### What is needed
Copy each line of the records below that has "SessionHost" in it.

BEGIN

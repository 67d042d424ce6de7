//! Size-based log rotation for the daemon log file.
//!
//! Rotates `daemon.log` when it exceeds 10 MiB.
//! Keeps at most 5 rotated copies using the scheme:
//!   daemon.log → daemon.log.1 → daemon.log.2 → … → daemon.log.5

use std::fs;
use std::io;
use std::path::Path;

/// Maximum log file size before rotation (10 MiB).
pub const MAX_LOG_BYTES: u64 = 10 * 1024 * 1024;

/// Maximum number of rotated backup files to keep.
pub const MAX_ROTATED_FILES: usize = 5;

/// Rotate `log_path` if its size exceeds `max_bytes`.
///
/// Rotation sequence (oldest first):
///   `<name>.<max_files>` deleted
///   `<name>.<n>` → `<name>.<n+1>` for n = max_files-1 … 1
///   `<name>` → `<name>.1`
///   Create fresh empty `<name>`.
///
/// Returns `true` if rotation occurred, `false` if the file was under the
/// threshold (or did not exist yet).
///
/// # Errors
/// Returns `io::Error` only on unexpected filesystem failures; missing files
/// are silently skipped.
pub fn rotate_if_needed(
    log_path: &Path,
    max_bytes: u64,
    max_files: usize,
) -> io::Result<bool> {
    let size = match fs::metadata(log_path) {
        Ok(meta) => meta.len(),
        Err(err) if err.kind() == io::ErrorKind::NotFound => return Ok(false),
        Err(err) => return Err(err),
    };

    if size < max_bytes {
        return Ok(false);
    }

    // Remove the oldest file so we don't exceed max_files.
    let oldest = numbered_path(log_path, max_files);
    if oldest.exists() {
        fs::remove_file(&oldest)?;
    }

    // Shift existing rotated files up by one.
    for n in (1..max_files).rev() {
        let src = numbered_path(log_path, n);
        let dst = numbered_path(log_path, n + 1);
        if src.exists() {
            fs::rename(&src, &dst)?;
        }
    }

    // Rename live log → .1
    fs::rename(log_path, numbered_path(log_path, 1))?;

    // Create fresh empty log file so the daemon always has a writable path.
    let _ = fs::OpenOptions::new()
        .create(true)
        .truncate(true)
        .write(true)
        .open(log_path)?;

    Ok(true)
}

/// Rotate the daemon log under `home`.
///
/// Errors are logged as warnings; rotation never takes the daemon down.
pub fn rotate_logs(home: &Path) {
    let log = crate::paths::log_path(home);
    match rotate_if_needed(&log, MAX_LOG_BYTES, MAX_ROTATED_FILES) {
        Ok(true) => tracing::info!("log file rotated: {}", log.display()),
        Ok(false) => {}
        Err(err) => tracing::warn!("log rotation failed for {}: {err}", log.display()),
    }
}

/// Build the path for the `n`-th rotated copy of `base` (e.g. `daemon.log.2`).
fn numbered_path(base: &Path, n: usize) -> std::path::PathBuf {
    let name = base
        .file_name()
        .and_then(|s| s.to_str())
        .unwrap_or("daemon.log");
    base.with_file_name(format!("{name}.{n}"))
}

// ─── Tests ────────────────────────────────────────────────────────────────────
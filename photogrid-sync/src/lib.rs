//! # photogrid-sync
//!
//! Hash-gated atomic writer and refresh orchestration.
//!
//! Call [`refresh_gallery`] to run one fetch → shuffle → render → write cycle
//! for a single registered gallery, or [`refresh_all`] to process every
//! registered gallery. [`builder`] publishes a manifest from a local photo
//! directory; [`diff`] compares the remote photo list against the last
//! refresh.

pub mod builder;
pub mod diff;
pub mod error;
pub mod pipeline;
pub mod state_store;
pub mod writer;

pub use builder::{build_manifest, BuildOutcome};
pub use diff::{diff_gallery, ManifestDiff};
pub use error::SyncError;
pub use writer::{refresh_all, refresh_gallery, RefreshReport, WriteResult};
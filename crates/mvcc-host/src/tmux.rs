//! ---
//! mvcc_section: "05-terminal-host"
//! mvcc_subsection: "module"
//! mvcc_type: "source"
//! mvcc_scope: "code"
//! mvcc_description: "tmux panes as interactive sessions."
//! mvcc_version: "v0.0.0-prealpha"
//! mvcc_owner: "tbd"
//! ---
use std::process::Stdio;
use std::sync::Arc;

use async_trait::async_trait;
use mvcc_core::{SessionHandle, SessionHost, SessionIoError, SharedHandle};
use parking_lot::Mutex;
use thiserror::Error;
use tokio::process::Command;
use tracing::{debug, warn};

const PANE_FORMAT: &str = "#{pane_id}";

#[derive(Debug, Error)]
pub enum TmuxError {
    #[error("failed to start {program}: {source}")]
    Spawn {
        program: String,
        #[source]
        source: std::io::Error,
    },
    #[error("`tmux {command}` exited with {status}: {stderr}")]
    Failed {
        command: String,
        status: String,
        stderr: String,
    },
}

/// Executes tmux commands. Swapped for a recording fake in tests.
#[async_trait]
pub trait TmuxRunner: Send + Sync + 'static {
    /// Run a command and return its standard output.
    async fn output(&self, args: &[String]) -> Result<String, TmuxError>;

    /// Run a command attached to the current terminal.
    async fn interactive(&self, args: &[String]) -> Result<(), TmuxError>;
}

/// The `tmux` binary on `PATH`.
#[derive(Debug, Clone)]
pub struct TmuxBinary {
    program: String,
}

impl Default for TmuxBinary {
    fn default() -> Self {
        Self {
            program: "tmux".to_owned(),
        }
    }
}

impl TmuxBinary {
    fn command(&self, args: &[String]) -> Command {
        let mut command = Command::new(&self.program);
        command.args(args).kill_on_drop(true);
        command
    }

    fn failed(args: &[String], status: std::process::ExitStatus, stderr: &[u8]) -> TmuxError {
        TmuxError::Failed {
            command: args.join(" "),
            status: status.to_string(),
            stderr: String::from_utf8_lossy(stderr).trim().to_owned(),
        }
    }
}

#[async_trait]
impl TmuxRunner for TmuxBinary {
    async fn output(&self, args: &[String]) -> Result<String, TmuxError> {
        let output = self
            .command(args)
            .stdin(Stdio::null())
            .output()
            .await
            .map_err(|source| TmuxError::Spawn {
                program: self.program.clone(),
                source,
            })?;
        if !output.status.success() {
            return Err(Self::failed(args, output.status, &output.stderr));
        }
        Ok(String::from_utf8_lossy(&output.stdout).into_owned())
    }

    async fn interactive(&self, args: &[String]) -> Result<(), TmuxError> {
        let status = self
            .command(args)
            .stdin(Stdio::inherit())
            .stdout(Stdio::inherit())
            .stderr(Stdio::inherit())
            .status()
            .await
            .map_err(|source| TmuxError::Spawn {
                program: self.program.clone(),
                source,
            })?;
        if !status.success() {
            return Err(Self::failed(args, status, &[]));
        }
        Ok(())
    }
}

fn args<const N: usize>(parts: [&str; N]) -> Vec<String> {
    parts.iter().map(|part| part.to_string()).collect()
}

/// Protect a trailing `;` from tmux, which reads it as a command separator and drops it.
fn escape_separator(text: &str) -> String {
    match text.strip_suffix(';') {
        Some(head) => format!("{head}\\;"),
        None => text.to_owned(),
    }
}

fn host_error(session: &str, action: &'static str, err: TmuxError) -> SessionIoError {
    SessionIoError::Host {
        session: session.to_owned(),
        action,
        reason: err.to_string(),
    }
}

/// One pane of the run's tmux session.
pub struct TmuxPane<R: TmuxRunner = TmuxBinary> {
    runner: Arc<R>,
    target: String,
}

impl<R: TmuxRunner> TmuxPane<R> {
    pub fn target(&self) -> &str {
        &self.target
    }

    async fn run(
        &self,
        action: &'static str,
        args: Vec<String>,
    ) -> Result<String, SessionIoError> {
        self.runner
            .output(&args)
            .await
            .map_err(|err| host_error(&self.target, action, err))
    }
}

#[async_trait]
impl<R: TmuxRunner> SessionHandle for TmuxPane<R> {
    fn label(&self) -> String {
        self.target.clone()
    }

    async fn send_input(&self, text: &str) -> Result<(), SessionIoError> {
        // literal mode so statements are never read as key names, `--` so a leading `-`
        // is not read as a flag
        if !text.is_empty() {
            let literal = escape_separator(text);
            self.run(
                "send",
                args(["send-keys", "-t", &self.target, "-l", "--", &literal]),
            )
            .await?;
        }
        self.run("send", args(["send-keys", "-t", &self.target, "Enter"]))
            .await?;
        Ok(())
    }

    async fn capture_recent_output(&self) -> Result<Vec<String>, SessionIoError> {
        let screen = self
            .run("capture", args(["capture-pane", "-p", "-t", &self.target]))
            .await?;
        let mut lines: Vec<String> = screen.lines().map(str::to_owned).collect();
        while lines.last().is_some_and(|line| line.trim().is_empty()) {
            lines.pop();
        }
        Ok(lines)
    }

    async fn reset(&self) -> Result<(), SessionIoError> {
        self.run("reset", args(["send-keys", "-t", &self.target, "-R"]))
            .await?;
        self.run("reset", args(["clear-history", "-t", &self.target]))
            .await?;
        Ok(())
    }

    async fn focus(&self) -> Result<(), SessionIoError> {
        self.run("focus", args(["select-pane", "-t", &self.target]))
            .await?;
        Ok(())
    }
}

/// Opens one tmux session per run with a pane per transaction, side by side.
pub struct TmuxHost<R: TmuxRunner = TmuxBinary> {
    runner: Arc<R>,
    session_name: String,
    nested: bool,
    panes: Mutex<Vec<String>>,
}

impl TmuxHost<TmuxBinary> {
    /// Host driving the `tmux` binary. Attaching switches clients when already inside tmux.
    pub fn new(session_name: impl Into<String>) -> Self {
        Self::with_runner(session_name, TmuxBinary::default())
            .nested(std::env::var_os("TMUX").is_some())
    }
}

impl<R: TmuxRunner> TmuxHost<R> {
    pub fn with_runner(session_name: impl Into<String>, runner: R) -> Self {
        Self {
            runner: Arc::new(runner),
            session_name: session_name.into(),
            nested: false,
            panes: Mutex::new(Vec::new()),
        }
    }

    /// Whether the operator's terminal is itself a tmux client.
    pub fn nested(mut self, nested: bool) -> Self {
        self.nested = nested;
        self
    }

    pub fn session_name(&self) -> &str {
        &self.session_name
    }

    /// Pane ids opened by the last [`SessionHost::open_sessions`] call.
    pub fn panes(&self) -> Vec<String> {
        self.panes.lock().clone()
    }

    async fn run(
        &self,
        action: &'static str,
        args: Vec<String>,
    ) -> Result<String, SessionIoError> {
        self.runner
            .output(&args)
            .await
            .map_err(|err| host_error(&self.session_name, action, err))
    }

    fn pane(&self, target: String) -> SharedHandle {
        Arc::new(TmuxPane {
            runner: Arc::clone(&self.runner),
            target,
        })
    }
}

#[async_trait]
impl<R: TmuxRunner> SessionHost for TmuxHost<R> {
    async fn open_sessions(
        &self,
        count: usize,
        title: &str,
    ) -> Result<Vec<SharedHandle>, SessionIoError> {
        let name = self.session_name.as_str();
        if let Err(err) = self.runner.output(&args(["kill-session", "-t", name])).await {
            debug!(session = name, error = %err, "no previous tmux session to replace");
        }

        let first = self
            .run(
                "open",
                args([
                    "new-session", "-d", "-P", "-F", PANE_FORMAT, "-s", name, "-n", title,
                ]),
            )
            .await?;
        let mut panes = vec![first.trim().to_owned()];
        for _ in 1..count {
            let pane = self
                .run(
                    "split",
                    args(["split-window", "-h", "-P", "-F", PANE_FORMAT, "-t", name]),
                )
                .await?;
            panes.push(pane.trim().to_owned());
        }
        self.run(
            "layout",
            args(["select-layout", "-t", name, "even-horizontal"]),
        )
        .await?;

        debug!(session = name, ?panes, "tmux panes opened");
        *self.panes.lock() = panes.clone();
        Ok(panes.into_iter().map(|pane| self.pane(pane)).collect())
    }

    async fn attach(&self) -> Result<(), SessionIoError> {
        let name = self.session_name.as_str();
        let command = if self.nested {
            args(["switch-client", "-t", name])
        } else {
            args(["attach-session", "-t", name])
        };
        self.runner
            .interactive(&command)
            .await
            .map_err(|err| host_error(name, "attach", err))
    }

    async fn teardown(&self) -> Result<(), SessionIoError> {
        let name = self.session_name.as_str();
        self.panes.lock().clear();
        if let Err(err) = self.run("teardown", args(["kill-session", "-t", name])).await {
            warn!(session = name, error = %err, "tmux session could not be killed");
            return Err(err);
        }
        Ok(())
    }
}

#[cfg(test)]
mod tests {
    use super::*;

    #[derive(Default)]
    struct FakeTmux {
        calls: Mutex<Vec<Vec<String>>>,
        screen: String,
        missing_session: bool,
    }

    impl FakeTmux {
        fn calls(&self) -> Vec<String> {
            self.calls.lock().iter().map(|call| call.join(" ")).collect()
        }
    }

    #[async_trait]
    impl TmuxRunner for FakeTmux {
        async fn output(&self, args: &[String]) -> Result<String, TmuxError> {
            let mut calls = self.calls.lock();
            calls.push(args.to_vec());
            match args[0].as_str() {
                "kill-session" if self.missing_session => Err(TmuxError::Failed {
                    command: args.join(" "),
                    status: "exit status: 1".into(),
                    stderr: "can't find session".into(),
                }),
                "new-session" | "split-window" => Ok(format!("%{}\n", calls.len())),
                "capture-pane" => Ok(self.screen.clone()),
                _ => Ok(String::new()),
            }
        }

        async fn interactive(&self, args: &[String]) -> Result<(), TmuxError> {
            self.calls.lock().push(args.to_vec());
            Ok(())
        }
    }

    #[tokio::test]
    async fn opens_side_by_side_panes_after_replacing_old_session() {
        let host = TmuxHost::with_runner(
            "mvcc-sim",
            FakeTmux {
                missing_session: true,
                ..FakeTmux::default()
            },
        );
        let handles = host.open_sessions(3, "POSTGRES - TEST2").await.unwrap();

        let labels: Vec<_> = handles.iter().map(|h| h.label()).collect();
        assert_eq!(labels, ["%2", "%3", "%4"]);
        assert_eq!(host.panes(), labels);
        assert_eq!(
            host.runner.calls(),
            [
                "kill-session -t mvcc-sim",
                "new-session -d -P -F #{pane_id} -s mvcc-sim -n POSTGRES - TEST2",
                "split-window -h -P -F #{pane_id} -t mvcc-sim",
                "split-window -h -P -F #{pane_id} -t mvcc-sim",
                "select-layout -t mvcc-sim even-horizontal",
            ]
        );
    }

    #[tokio::test]
    async fn panes_type_literally_and_trim_capture() {
        let host = TmuxHost::with_runner(
            "mvcc-sim",
            FakeTmux {
                screen: "$ psql\nmvcc=#\n\n   \n".into(),
                ..FakeTmux::default()
            },
        );
        let pane = host.open_sessions(1, "t").await.unwrap().remove(0);
        pane.send_input("SELECT 1;").await.unwrap();
        pane.send_input("").await.unwrap();
        assert_eq!(
            pane.capture_recent_output().await.unwrap(),
            vec!["$ psql".to_owned(), "mvcc=#".to_owned()]
        );
        pane.focus().await.unwrap();
        pane.reset().await.unwrap();

        let calls = host.runner.calls();
        assert_eq!(
            calls[3..],
            [
                "send-keys -t %2 -l -- SELECT 1\\;",
                "send-keys -t %2 Enter",
                "send-keys -t %2 Enter",
                "capture-pane -p -t %2",
                "select-pane -t %2",
                "send-keys -t %2 -R",
                "clear-history -t %2",
            ]
        );
    }

    #[tokio::test]
    async fn statement_terminators_and_leading_dashes_survive_tmux_parsing() {
        let host = TmuxHost::with_runner("mvcc-sim", FakeTmux::default());
        let pane = host.open_sessions(1, "t").await.unwrap().remove(0);
        pane.send_input("COMMIT;").await.unwrap();
        pane.send_input("-- T1 reads").await.unwrap();
        pane.send_input("SELECT -1 AS x").await.unwrap();

        let sent: Vec<Vec<String>> = host
            .runner
            .calls
            .lock()
            .iter()
            .filter(|call| call.iter().any(|arg| arg == "-l"))
            .cloned()
            .collect();
        assert_eq!(
            sent,
            [
                ["send-keys", "-t", "%2", "-l", "--", "COMMIT\\;"],
                ["send-keys", "-t", "%2", "-l", "--", "-- T1 reads"],
                ["send-keys", "-t", "%2", "-l", "--", "SELECT -1 AS x"],
            ]
        );
    }

    #[test]
    fn only_a_trailing_separator_is_escaped() {
        assert_eq!(escape_separator("COMMIT;"), "COMMIT\\;");
        assert_eq!(escape_separator("SET a = 1; SET b = 2"), "SET a = 1; SET b = 2");
        assert_eq!(escape_separator("\\set AUTOCOMMIT off"), "\\set AUTOCOMMIT off");
        assert_eq!(escape_separator(""), "");
    }

    #[tokio::test]
    async fn attach_switches_client_when_nested() {
        let host = TmuxHost::with_runner("mvcc-sim", FakeTmux::default());
        host.attach().await.unwrap();
        let nested = TmuxHost::with_runner("mvcc-sim", FakeTmux::default()).nested(true);
        nested.attach().await.unwrap();
        nested.teardown().await.unwrap();

        assert_eq!(host.runner.calls(), ["attach-session -t mvcc-sim"]);
        assert_eq!(
            nested.runner.calls(),
            ["switch-client -t mvcc-sim", "kill-session -t mvcc-sim"]
        );
    }
}
//! ---
//! mvcc_section: "01-core-functionality"
//! mvcc_subsection: "module"
//! mvcc_type: "source"
//! mvcc_scope: "code"
//! mvcc_description: "Database dialect profiles and connection parameters."
//! mvcc_version: "v0.0.0-prealpha"
//! mvcc_owner: "tbd"
//! ---
use std::fmt;

use serde::{Deserialize, Serialize};
use strum::{Display, EnumIter, EnumString, IntoEnumIterator, IntoStaticStr};

const MASKED_PASSWORD: &str = "****";

/// Database products a scenario can target.
#[derive(
    Debug,
    Clone,
    Copy,
    PartialEq,
    Eq,
    Hash,
    Serialize,
    Deserialize,
    Display,
    EnumString,
    EnumIter,
    IntoStaticStr,
)]
#[serde(rename_all = "lowercase")]
#[strum(serialize_all = "lowercase", ascii_case_insensitive)]
pub enum Dialect {
    Oracle,
    Mysql,
    Postgres,
    Sqlserver,
}

impl Dialect {
    /// Key of the connection section inside a scenario document, e.g. `postgres-config`.
    pub fn config_key(&self) -> String {
        format!("{self}-config")
    }

    /// Key of the test collection inside a scenario document, e.g. `postgres-tests`.
    pub fn tests_key(&self) -> String {
        format!("{self}-tests")
    }

    /// Name of the system service hosting this database on Debian-like systems.
    pub fn service_name(&self) -> &'static str {
        match self {
            Dialect::Oracle => "oracle-xe",
            Dialect::Mysql => "mysql",
            Dialect::Postgres => "postgresql",
            Dialect::Sqlserver => "mssql-server",
        }
    }

    /// Comma separated list of every supported dialect, for operator messages.
    pub fn supported() -> String {
        Dialect::iter()
            .map(|dialect| dialect.to_string())
            .collect::<Vec<_>>()
            .join(", ")
    }

    /// Control tokens and prompt patterns for the dialect's interactive client.
    pub fn profile(&self) -> DialectProfile {
        match self {
            Dialect::Mysql => DialectProfile {
                dialect: *self,
                clear_command: "system clear",
                autocommit_on: "SET autocommit=1;",
                autocommit_off: "SET autocommit=0;",
                submit_token: None,
                success_prompts: &["mysql>", "]>"],
                failure_patterns: FailurePatterns::STANDARD,
                init_skip: &[],
                isolation_setup: &[],
            },
            Dialect::Postgres => DialectProfile {
                dialect: *self,
                clear_command: "\\! clear",
                autocommit_on: "\\set AUTOCOMMIT on",
                autocommit_off: "\\set AUTOCOMMIT off",
                submit_token: None,
                success_prompts: &["=#", "=>"],
                failure_patterns: FailurePatterns::STANDARD,
                init_skip: &[],
                isolation_setup: &[],
            },
            Dialect::Sqlserver => DialectProfile {
                dialect: *self,
                clear_command: ":RESET",
                autocommit_on: "SET IMPLICIT_TRANSACTIONS OFF",
                autocommit_off: "SET IMPLICIT_TRANSACTIONS ON",
                submit_token: Some("GO"),
                success_prompts: &["1>"],
                failure_patterns: FailurePatterns::STANDARD,
                init_skip: &["COMMIT;"],
                isolation_setup: &[
                    "ALTER DATABASE {db} SET READ_COMMITTED_SNAPSHOT ON;",
                    "ALTER DATABASE {db} SET ALLOW_SNAPSHOT_ISOLATION ON;",
                ],
            },
            Dialect::Oracle => DialectProfile {
                dialect: *self,
                clear_command: "clear screen",
                autocommit_on: "set autocommit on;",
                autocommit_off: "set autocommit off;",
                submit_token: None,
                success_prompts: &["SQL>"],
                failure_patterns: FailurePatterns::STANDARD,
                init_skip: &[],
                isolation_setup: &[],
            },
        }
    }
}

/// Substrings in client output that classify a failed connection attempt.
///
/// Groups are checked in field order: database, host, then authentication.
#[derive(Debug, Clone, Copy, PartialEq, Eq)]
pub struct FailurePatterns {
    pub database: &'static [&'static str],
    pub host: &'static [&'static str],
    pub authentication: &'static [&'static str],
}

impl FailurePatterns {
    /// Error messages emitted by the mysql, psql, sqlcmd, and sqlplus clients.
    pub const STANDARD: FailurePatterns = FailurePatterns {
        database: &[
            "Unknown database",
            "FATAL:  database",
            "Cannot open database",
            "ORA-12514",
        ],
        host: &[
            "Unknown MySQL server host",
            "could not translate host name",
            "Login timeout expired",
            "could not connect",
            "could not resolve",
            "ORA-12541",
        ],
        authentication: &[
            "Access denied",
            "authentication failed",
            "psql: warning: extra command",
            "Login failed",
            "invalid username/password",
        ],
    };
}

/// Everything a component needs to know about a dialect's interactive client.
///
/// Selected once per run so the session components never branch on [`Dialect`].
#[derive(Debug, Clone, PartialEq, Eq)]
pub struct DialectProfile {
    pub dialect: Dialect,
    pub clear_command: &'static str,
    pub autocommit_on: &'static str,
    pub autocommit_off: &'static str,
    /// Confirmation command that makes the server execute the buffered batch.
    pub submit_token: Option<&'static str>,
    /// Prompt fragments that show the client is connected and ready.
    pub success_prompts: &'static [&'static str],
    pub failure_patterns: FailurePatterns,
    /// Initialization statements that must not be sent to this dialect.
    pub init_skip: &'static [&'static str],
    /// Snapshot isolation setup, `{db}` is replaced with the database name.
    pub isolation_setup: &'static [&'static str],
}

impl DialectProfile {
    /// Shell command that starts the dialect's client against the given database.
    pub fn connection_command(&self, connection: &ConnectionProfile) -> String {
        self.render_connection(connection, &connection.password)
    }

    /// Same as [`Self::connection_command`] with the password masked, for logs and errors.
    pub fn masked_connection_command(&self, connection: &ConnectionProfile) -> String {
        self.render_connection(connection, MASKED_PASSWORD)
    }

    /// Isolation setup statements with the database name substituted.
    pub fn isolation_statements(&self, connection: &ConnectionProfile) -> Vec<String> {
        self.isolation_setup
            .iter()
            .map(|template| template.replace("{db}", &connection.database))
            .collect()
    }

    /// Whether an initialization statement is skipped for this dialect.
    pub fn skips_init_statement(&self, statement: &str) -> bool {
        self.init_skip.iter().any(|skip| *skip == statement.trim())
    }

    fn render_connection(&self, connection: &ConnectionProfile, password: &str) -> String {
        let ConnectionProfile {
            host,
            database,
            user,
            ..
        } = connection;
        match self.dialect {
            Dialect::Mysql => format!("mysql -u {user} -p{password} -D {database} -h {host}"),
            Dialect::Postgres => {
                format!("export PGPASSWORD='{password}';  psql -h {host} -d {database} -U {user}")
            }
            Dialect::Sqlserver => {
                format!("sqlcmd -U {user} -P{password} -d {database} -S {host}")
            }
            Dialect::Oracle => format!("sqlplus {user}/{password}@{host}/{database}"),
        }
    }
}

/// Connection parameters read from the scenario document's `<dialect>-config` section.
#[derive(Clone, PartialEq, Eq, Serialize, Deserialize)]
pub struct ConnectionProfile {
    pub host: String,
    pub database: String,
    pub user: String,
    pub password: String,
}

impl fmt::Debug for ConnectionProfile {
    fn fmt(&self, f: &mut fmt::Formatter<'_>) -> fmt::Result {
        f.debug_struct("ConnectionProfile")
            .field("host", &self.host)
            .field("database", &self.database)
            .field("user", &self.user)
            .field("password", &MASKED_PASSWORD)
            .finish()
    }
}

#[cfg(test)]
mod tests {
    use super::*;

    fn connection() -> ConnectionProfile {
        ConnectionProfile {
            host: "localhost".into(),
            database: "mvcc".into(),
            user: "tester".into(),
            password: "s3cret".into(),
        }
    }

    #[test]
    fn dialect_parses_case_insensitively() {
        assert_eq!("Postgres".parse::<Dialect>().unwrap(), Dialect::Postgres);
        assert_eq!("SQLSERVER".parse::<Dialect>().unwrap(), Dialect::Sqlserver);
        assert!("db2".parse::<Dialect>().is_err());
        assert_eq!(Dialect::Mysql.tests_key(), "mysql-tests");
        assert_eq!(Dialect::Oracle.config_key(), "oracle-config");
    }

    #[test]
    fn connection_commands_follow_client_conventions() {
        let conn = connection();
        assert_eq!(
            Dialect::Mysql.profile().connection_command(&conn),
            "mysql -u tester -ps3cret -D mvcc -h localhost"
        );
        assert_eq!(
            Dialect::Oracle.profile().connection_command(&conn),
            "sqlplus tester/s3cret@localhost/mvcc"
        );
        assert_eq!(
            Dialect::Sqlserver.profile().connection_command(&conn),
            "sqlcmd -U tester -Ps3cret -d mvcc -S localhost"
        );
        assert!(Dialect::Postgres
            .profile()
            .connection_command(&conn)
            .starts_with("export PGPASSWORD='s3cret';"));
    }

    #[test]
    fn masked_command_and_debug_hide_password() {
        let conn = connection();
        for dialect in Dialect::iter() {
            let masked = dialect.profile().masked_connection_command(&conn);
            assert!(!masked.contains("s3cret"), "{dialect} leaked password");
        }
        assert!(!format!("{conn:?}").contains("s3cret"));
    }

    #[test]
    fn only_sqlserver_needs_submit_and_isolation_setup() {
        let conn = connection();
        let sqlserver = Dialect::Sqlserver.profile();
        assert_eq!(sqlserver.submit_token, Some("GO"));
        assert_eq!(
            sqlserver.isolation_statements(&conn),
            vec![
                "ALTER DATABASE mvcc SET READ_COMMITTED_SNAPSHOT ON;".to_owned(),
                "ALTER DATABASE mvcc SET ALLOW_SNAPSHOT_ISOLATION ON;".to_owned(),
            ]
        );
        assert!(sqlserver.skips_init_statement("COMMIT;"));

        for dialect in [Dialect::Mysql, Dialect::Postgres, Dialect::Oracle] {
            let profile = dialect.profile();
            assert!(profile.submit_token.is_none());
            assert!(profile.isolation_statements(&conn).is_empty());
            assert!(!profile.skips_init_statement("COMMIT;"));
        }
    }
}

END

### Task solution
use mvcc_core::{SessionHandle, SessionHost, SessionIoError, SharedHandle};
    /// Pane ids opened by the last [`SessionHost::open_sessions`] call.
impl<R: TmuxRunner> SessionHost for TmuxHost<R> {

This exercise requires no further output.